Com alguma facilidade encontramos online vários estudos estatísticos que nos dão conta de um aumento do e-commerce, o que se compreende. Fruto dos períodos de confinamento e do encerramento temporário forçado das lojas físicas, muitos de nós passámos a fazer compras online, hábito que mantivemos mesmo após a reabertura das mesmas.

Segundo dados do Instituto Nacional de Estatísticas (INE) e Eurostat, em 2022, 43% dos indivíduos fizeram compras através da Internet, valor que tem aumentado, em especial, nos anos 2020 e 2021, conforme o relatório “O comércio eletrónico em Portugal e na União Europeia em 2022 – segmento residencial e empresarial” realizado pela ANACOM.
Dentro dos produtos físicos mais comprados pela Internet, a par de peças de vestuário/calçado e de refeições entregues ao domicílio, os produtos de cosmética, beleza e bem-estar assumem um papel de destaque (28%).

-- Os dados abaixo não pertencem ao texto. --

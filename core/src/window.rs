//! Trailing-window aggregation.
//!
//! A window of `days` covers `[today - (days - 1), today]`. The aggregate is
//! the union of every stored snapshot inside that range, sorted
//! lexicographically, deduplicated. It is a pure function of the currently
//! retained snapshots; re-running over the same store yields byte-identical
//! artifacts.

use std::collections::BTreeSet;

use chrono::{Duration, NaiveDate};
use siftr_common::config::Window;

use crate::store::SnapshotStore;

/// Unions all of `source`'s snapshots inside the trailing window.
///
/// Zero matching snapshots yield an empty vec, not an error.
pub fn aggregate(
    store: &dyn SnapshotStore,
    source: &str,
    window: &Window,
    today: NaiveDate,
) -> anyhow::Result<Vec<String>> {
    let cutoff = today - Duration::days(i64::from(window.days) - 1);

    let mut union: BTreeSet<String> = BTreeSet::new();
    for date in store.list(source)? {
        if date < cutoff {
            continue;
        }
        if let Some(snapshot) = store.get(source, date)? {
            union.extend(snapshot);
        }
    }

    Ok(union.into_iter().collect())
}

Com o uso de plataformas de reunião online, como o zoom, etc., somos confrontados com a nossa aparência em ângulos que podem não ser os que mais favorecem, o que, aliado a uma cultura de bem-estar e estilo de vida saudável, leva um crescimento do mercado da cosmética e da beleza.

De modo a cativar (ainda) mais clientes, as empresas apostam em aspetos que o consumidor valoriza e que podem ser diferenciadores dos demais concorrentes. Veja-se por exemplo a sustentabilidade na cosmética. Desde embalagens recicláveis, formas de produção mais sustentáveis e amigas do ambiente, mecanismos de recarga, ao consumo crescente de produtos sem plástico (champôs sólidos, cremes em barra e bombas de banho) temos testemunhado um grande investimento por parte de várias multinacionais.

A par desta aposta na sustentabilidade, assistimos ao fenómeno da “clean beauty” ou “beleza limpa”. Importa esclarecer do que se trata.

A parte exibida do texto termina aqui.